──────── Provided material

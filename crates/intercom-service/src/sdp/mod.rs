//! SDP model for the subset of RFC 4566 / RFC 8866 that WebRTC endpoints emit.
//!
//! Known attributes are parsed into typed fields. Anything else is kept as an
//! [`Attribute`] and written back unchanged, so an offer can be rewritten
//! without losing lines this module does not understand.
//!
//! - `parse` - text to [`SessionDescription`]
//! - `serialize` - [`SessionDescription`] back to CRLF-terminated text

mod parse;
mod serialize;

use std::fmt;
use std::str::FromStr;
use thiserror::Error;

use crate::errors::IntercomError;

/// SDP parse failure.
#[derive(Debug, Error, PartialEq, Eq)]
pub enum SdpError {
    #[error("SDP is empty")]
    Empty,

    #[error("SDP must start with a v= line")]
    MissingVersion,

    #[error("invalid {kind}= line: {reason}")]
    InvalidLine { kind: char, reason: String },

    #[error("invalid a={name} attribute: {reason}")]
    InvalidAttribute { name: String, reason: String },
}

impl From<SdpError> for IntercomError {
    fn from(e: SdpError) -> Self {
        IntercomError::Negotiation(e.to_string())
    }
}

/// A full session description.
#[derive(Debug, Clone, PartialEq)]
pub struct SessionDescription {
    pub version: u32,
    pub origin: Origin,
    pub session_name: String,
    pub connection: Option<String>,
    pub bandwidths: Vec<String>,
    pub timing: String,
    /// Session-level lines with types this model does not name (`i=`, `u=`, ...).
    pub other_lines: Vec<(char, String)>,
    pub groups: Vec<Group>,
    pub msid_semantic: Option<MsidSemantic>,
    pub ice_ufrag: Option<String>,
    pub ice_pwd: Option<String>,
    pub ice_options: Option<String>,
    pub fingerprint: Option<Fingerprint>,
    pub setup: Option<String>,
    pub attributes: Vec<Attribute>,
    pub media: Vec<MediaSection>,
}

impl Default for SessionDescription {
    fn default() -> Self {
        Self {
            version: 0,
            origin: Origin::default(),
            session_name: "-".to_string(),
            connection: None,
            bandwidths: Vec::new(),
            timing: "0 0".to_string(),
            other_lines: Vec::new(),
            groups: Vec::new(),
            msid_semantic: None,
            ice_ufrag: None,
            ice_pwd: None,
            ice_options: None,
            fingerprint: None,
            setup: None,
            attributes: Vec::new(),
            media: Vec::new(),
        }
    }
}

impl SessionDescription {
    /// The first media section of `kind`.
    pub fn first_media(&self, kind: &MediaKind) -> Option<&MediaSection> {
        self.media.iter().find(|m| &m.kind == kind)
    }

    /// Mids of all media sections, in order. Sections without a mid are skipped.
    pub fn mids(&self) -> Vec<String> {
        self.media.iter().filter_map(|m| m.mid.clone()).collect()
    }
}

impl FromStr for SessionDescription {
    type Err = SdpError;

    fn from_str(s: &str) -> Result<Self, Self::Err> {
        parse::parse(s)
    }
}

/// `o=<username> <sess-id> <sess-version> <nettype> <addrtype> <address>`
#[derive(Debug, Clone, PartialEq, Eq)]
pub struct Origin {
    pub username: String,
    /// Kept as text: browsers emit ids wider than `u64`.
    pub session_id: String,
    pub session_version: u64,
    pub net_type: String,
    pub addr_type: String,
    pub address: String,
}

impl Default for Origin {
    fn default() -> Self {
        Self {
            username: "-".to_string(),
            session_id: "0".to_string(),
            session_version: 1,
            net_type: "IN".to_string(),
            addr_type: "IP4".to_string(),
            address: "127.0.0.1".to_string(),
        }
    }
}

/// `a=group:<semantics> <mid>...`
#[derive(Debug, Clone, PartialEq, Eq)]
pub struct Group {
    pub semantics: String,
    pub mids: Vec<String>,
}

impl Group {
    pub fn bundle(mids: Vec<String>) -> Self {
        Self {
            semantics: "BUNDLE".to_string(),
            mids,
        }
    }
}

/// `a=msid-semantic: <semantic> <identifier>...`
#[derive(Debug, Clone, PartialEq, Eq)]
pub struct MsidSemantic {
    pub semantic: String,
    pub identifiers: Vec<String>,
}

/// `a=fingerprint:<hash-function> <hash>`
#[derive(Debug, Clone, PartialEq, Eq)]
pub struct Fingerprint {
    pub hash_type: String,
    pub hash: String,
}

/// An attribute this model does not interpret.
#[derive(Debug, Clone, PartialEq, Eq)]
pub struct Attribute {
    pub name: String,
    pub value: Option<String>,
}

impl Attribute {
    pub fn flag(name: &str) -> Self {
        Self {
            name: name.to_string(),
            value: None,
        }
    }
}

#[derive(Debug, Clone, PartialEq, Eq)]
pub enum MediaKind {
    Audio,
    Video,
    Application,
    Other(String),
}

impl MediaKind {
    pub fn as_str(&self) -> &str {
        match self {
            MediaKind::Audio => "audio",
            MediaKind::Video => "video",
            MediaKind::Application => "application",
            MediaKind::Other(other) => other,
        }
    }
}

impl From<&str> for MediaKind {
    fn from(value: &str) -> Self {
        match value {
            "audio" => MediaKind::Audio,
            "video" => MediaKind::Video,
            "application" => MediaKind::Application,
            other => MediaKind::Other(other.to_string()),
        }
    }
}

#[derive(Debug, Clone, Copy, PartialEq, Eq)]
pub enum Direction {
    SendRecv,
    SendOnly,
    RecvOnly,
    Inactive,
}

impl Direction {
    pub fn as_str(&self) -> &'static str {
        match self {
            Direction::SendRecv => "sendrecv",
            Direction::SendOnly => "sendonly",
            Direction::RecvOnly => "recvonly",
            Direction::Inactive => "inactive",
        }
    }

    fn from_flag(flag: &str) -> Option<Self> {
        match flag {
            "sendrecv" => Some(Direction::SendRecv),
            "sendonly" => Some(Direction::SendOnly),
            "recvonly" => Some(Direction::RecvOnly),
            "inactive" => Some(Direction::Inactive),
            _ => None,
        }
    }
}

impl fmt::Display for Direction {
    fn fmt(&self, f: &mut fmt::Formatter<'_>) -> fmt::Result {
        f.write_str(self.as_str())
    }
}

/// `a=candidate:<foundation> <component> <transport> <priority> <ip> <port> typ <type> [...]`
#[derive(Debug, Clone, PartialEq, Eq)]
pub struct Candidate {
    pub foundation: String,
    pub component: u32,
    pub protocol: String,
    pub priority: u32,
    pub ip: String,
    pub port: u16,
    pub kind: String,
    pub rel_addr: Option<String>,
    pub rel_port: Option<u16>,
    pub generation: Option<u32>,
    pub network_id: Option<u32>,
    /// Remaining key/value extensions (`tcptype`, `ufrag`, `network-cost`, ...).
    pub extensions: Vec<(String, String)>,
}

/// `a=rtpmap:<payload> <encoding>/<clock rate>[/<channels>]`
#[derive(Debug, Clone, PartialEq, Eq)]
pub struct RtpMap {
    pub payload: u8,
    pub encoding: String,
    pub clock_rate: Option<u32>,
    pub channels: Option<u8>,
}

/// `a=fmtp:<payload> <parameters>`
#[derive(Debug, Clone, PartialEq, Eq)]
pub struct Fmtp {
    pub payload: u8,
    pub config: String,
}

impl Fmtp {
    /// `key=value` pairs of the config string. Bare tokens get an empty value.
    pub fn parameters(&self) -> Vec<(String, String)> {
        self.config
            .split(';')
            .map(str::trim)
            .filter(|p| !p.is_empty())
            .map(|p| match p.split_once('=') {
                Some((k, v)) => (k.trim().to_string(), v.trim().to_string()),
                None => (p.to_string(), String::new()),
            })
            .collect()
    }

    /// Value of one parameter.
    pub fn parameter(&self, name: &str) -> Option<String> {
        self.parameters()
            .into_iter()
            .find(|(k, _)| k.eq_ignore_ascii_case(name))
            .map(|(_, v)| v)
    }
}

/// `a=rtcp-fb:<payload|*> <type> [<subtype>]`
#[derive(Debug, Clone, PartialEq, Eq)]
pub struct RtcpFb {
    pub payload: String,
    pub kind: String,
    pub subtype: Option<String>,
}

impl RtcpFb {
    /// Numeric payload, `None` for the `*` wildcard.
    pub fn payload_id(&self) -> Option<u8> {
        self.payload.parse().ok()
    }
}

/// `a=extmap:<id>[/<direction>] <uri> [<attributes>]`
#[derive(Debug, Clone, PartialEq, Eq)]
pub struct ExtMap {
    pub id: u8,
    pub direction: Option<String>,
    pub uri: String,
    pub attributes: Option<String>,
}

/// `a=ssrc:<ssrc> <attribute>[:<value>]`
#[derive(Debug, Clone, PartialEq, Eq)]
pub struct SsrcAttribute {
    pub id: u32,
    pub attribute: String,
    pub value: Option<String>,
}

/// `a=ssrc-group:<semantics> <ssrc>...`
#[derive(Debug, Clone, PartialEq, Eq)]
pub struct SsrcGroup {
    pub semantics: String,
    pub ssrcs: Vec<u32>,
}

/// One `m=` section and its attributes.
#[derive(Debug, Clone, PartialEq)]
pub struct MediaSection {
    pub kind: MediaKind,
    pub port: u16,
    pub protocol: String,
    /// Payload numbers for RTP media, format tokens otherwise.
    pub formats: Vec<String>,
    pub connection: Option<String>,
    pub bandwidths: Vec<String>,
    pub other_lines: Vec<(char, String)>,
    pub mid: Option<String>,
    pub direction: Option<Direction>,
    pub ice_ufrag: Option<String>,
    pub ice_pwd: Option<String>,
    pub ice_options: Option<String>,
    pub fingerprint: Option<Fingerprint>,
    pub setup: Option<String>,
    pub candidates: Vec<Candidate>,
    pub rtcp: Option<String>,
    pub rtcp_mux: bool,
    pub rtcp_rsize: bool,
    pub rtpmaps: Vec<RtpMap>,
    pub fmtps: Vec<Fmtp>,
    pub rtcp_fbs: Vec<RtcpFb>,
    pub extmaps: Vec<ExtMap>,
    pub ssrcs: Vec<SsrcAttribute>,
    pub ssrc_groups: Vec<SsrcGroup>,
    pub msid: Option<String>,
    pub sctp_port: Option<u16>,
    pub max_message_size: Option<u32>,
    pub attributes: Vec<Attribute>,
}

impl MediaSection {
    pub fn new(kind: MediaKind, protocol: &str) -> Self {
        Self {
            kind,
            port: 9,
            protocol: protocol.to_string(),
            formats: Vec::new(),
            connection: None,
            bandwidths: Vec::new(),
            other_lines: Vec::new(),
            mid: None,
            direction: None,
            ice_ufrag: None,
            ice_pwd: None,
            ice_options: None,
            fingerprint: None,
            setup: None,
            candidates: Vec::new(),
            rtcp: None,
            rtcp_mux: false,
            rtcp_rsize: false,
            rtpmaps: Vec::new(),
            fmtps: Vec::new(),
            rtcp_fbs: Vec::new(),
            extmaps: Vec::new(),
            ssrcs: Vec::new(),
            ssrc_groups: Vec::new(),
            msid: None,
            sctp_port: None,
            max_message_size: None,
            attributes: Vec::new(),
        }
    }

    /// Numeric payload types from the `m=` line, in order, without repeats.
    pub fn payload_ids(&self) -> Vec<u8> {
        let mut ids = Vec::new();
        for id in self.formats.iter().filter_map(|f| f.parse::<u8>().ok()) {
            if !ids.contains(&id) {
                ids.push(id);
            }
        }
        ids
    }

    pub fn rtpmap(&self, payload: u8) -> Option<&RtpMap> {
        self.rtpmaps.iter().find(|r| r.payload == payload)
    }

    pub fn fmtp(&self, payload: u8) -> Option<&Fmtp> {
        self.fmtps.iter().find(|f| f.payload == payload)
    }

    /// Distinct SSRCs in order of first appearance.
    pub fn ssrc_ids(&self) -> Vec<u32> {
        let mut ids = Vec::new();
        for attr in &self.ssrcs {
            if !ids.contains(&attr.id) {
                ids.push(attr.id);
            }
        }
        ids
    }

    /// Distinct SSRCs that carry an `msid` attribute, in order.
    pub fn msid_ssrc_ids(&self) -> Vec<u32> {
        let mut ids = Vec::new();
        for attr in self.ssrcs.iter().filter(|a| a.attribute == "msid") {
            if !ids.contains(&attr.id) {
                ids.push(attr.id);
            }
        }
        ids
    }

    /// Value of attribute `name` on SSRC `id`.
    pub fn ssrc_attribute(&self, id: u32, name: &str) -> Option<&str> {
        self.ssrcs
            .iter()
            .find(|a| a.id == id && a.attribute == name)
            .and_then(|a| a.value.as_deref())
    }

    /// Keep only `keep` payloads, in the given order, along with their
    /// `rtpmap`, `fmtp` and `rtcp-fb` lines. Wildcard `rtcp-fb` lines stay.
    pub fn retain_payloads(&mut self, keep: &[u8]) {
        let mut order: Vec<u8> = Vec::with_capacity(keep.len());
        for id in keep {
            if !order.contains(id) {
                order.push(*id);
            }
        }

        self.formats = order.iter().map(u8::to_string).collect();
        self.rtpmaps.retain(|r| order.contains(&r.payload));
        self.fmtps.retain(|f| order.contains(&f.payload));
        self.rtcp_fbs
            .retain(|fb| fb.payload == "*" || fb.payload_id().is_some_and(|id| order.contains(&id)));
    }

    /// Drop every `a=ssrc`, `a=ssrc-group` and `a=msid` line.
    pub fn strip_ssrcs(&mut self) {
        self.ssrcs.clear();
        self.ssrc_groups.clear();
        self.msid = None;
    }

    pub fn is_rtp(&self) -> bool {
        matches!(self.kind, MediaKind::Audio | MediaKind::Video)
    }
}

────────────────
──────── Provided material

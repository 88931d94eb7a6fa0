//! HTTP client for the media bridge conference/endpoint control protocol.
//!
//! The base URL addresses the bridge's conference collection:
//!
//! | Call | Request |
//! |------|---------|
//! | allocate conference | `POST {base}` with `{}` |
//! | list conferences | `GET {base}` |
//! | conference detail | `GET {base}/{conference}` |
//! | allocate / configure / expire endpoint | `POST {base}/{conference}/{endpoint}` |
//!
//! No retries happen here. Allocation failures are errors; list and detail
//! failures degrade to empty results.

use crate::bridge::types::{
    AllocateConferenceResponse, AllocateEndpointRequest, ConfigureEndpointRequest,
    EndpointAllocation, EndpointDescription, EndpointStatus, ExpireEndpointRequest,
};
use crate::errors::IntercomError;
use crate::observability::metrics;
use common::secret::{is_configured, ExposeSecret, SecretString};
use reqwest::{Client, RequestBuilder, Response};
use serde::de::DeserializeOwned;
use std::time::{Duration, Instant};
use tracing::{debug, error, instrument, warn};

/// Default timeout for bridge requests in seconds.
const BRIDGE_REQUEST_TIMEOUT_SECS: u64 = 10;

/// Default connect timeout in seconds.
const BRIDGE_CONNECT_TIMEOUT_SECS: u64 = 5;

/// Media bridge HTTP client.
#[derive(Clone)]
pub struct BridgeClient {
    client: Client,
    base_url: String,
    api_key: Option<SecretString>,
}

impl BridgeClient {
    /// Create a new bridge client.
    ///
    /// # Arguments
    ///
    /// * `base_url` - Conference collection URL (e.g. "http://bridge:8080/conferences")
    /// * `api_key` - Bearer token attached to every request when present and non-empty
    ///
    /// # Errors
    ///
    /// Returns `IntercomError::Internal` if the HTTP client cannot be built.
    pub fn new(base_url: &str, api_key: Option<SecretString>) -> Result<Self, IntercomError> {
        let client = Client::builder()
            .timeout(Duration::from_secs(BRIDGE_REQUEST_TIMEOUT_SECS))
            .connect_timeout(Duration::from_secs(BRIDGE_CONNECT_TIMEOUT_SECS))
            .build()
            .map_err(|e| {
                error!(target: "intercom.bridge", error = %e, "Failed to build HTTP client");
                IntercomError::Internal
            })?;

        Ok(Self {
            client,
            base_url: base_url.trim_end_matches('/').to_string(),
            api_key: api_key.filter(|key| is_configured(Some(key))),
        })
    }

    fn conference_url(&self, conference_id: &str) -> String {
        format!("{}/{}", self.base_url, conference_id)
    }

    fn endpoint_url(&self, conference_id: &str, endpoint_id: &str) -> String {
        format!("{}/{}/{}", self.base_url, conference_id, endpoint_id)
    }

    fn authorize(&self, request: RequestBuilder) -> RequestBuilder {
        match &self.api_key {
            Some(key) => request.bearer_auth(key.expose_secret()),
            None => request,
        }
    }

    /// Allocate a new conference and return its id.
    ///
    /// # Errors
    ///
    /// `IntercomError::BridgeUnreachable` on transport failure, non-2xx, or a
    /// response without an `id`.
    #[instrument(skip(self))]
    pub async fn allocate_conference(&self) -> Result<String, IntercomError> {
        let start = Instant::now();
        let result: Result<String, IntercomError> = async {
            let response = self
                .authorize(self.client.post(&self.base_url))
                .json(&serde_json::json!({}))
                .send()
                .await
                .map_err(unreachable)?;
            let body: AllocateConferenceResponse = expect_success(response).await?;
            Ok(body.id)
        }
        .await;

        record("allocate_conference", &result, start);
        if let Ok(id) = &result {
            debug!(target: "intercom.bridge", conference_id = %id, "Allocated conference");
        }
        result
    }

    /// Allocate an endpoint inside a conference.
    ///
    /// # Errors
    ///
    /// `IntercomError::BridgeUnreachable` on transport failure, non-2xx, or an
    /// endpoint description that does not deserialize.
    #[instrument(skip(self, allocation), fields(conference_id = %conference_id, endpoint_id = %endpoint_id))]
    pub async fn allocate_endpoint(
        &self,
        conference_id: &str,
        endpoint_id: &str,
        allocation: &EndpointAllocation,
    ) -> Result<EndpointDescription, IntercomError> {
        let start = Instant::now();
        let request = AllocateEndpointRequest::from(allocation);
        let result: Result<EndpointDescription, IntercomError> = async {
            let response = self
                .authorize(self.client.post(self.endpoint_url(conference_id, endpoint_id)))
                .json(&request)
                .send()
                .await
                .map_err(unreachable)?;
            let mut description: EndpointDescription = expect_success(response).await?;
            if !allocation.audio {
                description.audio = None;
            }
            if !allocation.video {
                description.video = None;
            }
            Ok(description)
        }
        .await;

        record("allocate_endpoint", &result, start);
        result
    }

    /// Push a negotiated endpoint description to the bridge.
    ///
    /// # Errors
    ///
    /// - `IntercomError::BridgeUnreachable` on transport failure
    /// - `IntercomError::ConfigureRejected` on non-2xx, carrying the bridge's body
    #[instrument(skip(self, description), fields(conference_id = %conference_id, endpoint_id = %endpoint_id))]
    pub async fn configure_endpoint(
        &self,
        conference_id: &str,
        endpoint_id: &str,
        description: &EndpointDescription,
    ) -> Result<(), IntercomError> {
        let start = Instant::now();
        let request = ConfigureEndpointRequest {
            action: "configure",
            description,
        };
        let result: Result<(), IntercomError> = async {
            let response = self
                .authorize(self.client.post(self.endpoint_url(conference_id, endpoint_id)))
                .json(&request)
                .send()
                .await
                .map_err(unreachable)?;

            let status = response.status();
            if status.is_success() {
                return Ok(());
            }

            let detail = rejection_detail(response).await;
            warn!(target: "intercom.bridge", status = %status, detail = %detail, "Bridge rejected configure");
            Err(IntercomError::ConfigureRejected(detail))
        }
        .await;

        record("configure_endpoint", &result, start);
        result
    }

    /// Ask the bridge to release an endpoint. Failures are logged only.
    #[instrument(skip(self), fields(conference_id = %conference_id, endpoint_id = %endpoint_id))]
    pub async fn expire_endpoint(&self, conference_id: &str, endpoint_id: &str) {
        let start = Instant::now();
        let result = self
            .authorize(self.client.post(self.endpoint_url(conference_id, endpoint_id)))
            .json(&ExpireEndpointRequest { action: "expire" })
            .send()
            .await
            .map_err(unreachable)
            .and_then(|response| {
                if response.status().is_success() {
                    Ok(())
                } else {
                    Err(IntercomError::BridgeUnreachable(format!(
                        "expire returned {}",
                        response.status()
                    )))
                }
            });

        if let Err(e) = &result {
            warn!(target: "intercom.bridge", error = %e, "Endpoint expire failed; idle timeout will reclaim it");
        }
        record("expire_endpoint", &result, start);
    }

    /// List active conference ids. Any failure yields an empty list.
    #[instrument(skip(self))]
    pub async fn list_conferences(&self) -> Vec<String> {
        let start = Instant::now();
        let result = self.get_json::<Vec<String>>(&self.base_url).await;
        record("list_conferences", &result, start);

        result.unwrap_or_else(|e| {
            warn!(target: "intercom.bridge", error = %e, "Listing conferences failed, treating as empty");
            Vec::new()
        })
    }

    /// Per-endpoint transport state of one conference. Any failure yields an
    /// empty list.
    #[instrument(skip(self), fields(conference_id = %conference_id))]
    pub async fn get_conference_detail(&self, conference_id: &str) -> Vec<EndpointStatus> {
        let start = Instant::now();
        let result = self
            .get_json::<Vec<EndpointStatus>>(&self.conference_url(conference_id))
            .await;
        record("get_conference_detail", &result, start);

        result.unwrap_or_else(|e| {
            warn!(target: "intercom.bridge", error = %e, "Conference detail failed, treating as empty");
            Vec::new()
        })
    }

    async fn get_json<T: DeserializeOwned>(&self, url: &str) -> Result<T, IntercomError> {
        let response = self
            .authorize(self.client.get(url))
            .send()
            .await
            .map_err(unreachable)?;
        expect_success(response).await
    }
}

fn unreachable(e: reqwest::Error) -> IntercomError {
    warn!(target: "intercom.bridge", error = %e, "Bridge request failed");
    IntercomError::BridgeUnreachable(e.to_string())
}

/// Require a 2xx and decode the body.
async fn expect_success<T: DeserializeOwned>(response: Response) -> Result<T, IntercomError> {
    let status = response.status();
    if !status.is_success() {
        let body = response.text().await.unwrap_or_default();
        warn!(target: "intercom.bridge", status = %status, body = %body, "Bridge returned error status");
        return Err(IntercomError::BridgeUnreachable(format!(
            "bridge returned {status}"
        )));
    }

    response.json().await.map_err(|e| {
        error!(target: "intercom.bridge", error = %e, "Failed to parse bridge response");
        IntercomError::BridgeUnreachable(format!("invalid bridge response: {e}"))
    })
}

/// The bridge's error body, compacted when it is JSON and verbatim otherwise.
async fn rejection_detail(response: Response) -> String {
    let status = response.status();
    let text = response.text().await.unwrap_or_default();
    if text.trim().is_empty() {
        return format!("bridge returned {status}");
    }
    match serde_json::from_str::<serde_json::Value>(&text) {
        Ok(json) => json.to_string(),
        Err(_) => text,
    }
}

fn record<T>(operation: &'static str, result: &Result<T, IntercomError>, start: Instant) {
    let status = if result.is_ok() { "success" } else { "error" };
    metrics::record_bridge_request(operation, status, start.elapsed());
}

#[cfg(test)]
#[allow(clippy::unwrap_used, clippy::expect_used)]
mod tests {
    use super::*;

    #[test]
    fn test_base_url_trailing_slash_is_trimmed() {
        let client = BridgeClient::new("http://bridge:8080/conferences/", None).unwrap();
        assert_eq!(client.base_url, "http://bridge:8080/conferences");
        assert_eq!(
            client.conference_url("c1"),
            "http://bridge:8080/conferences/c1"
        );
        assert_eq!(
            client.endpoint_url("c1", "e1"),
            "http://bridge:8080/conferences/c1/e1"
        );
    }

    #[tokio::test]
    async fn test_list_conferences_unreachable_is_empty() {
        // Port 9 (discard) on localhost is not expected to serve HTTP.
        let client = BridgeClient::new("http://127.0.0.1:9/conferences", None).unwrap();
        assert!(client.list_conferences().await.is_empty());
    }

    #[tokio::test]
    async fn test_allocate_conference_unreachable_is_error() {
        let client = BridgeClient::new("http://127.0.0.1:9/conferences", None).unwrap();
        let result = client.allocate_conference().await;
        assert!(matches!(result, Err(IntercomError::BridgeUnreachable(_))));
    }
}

────────────────

| Exercise objective |
State how many lines of the records above hold the word "reason", adding nothing beyond the number.

| Response area |
4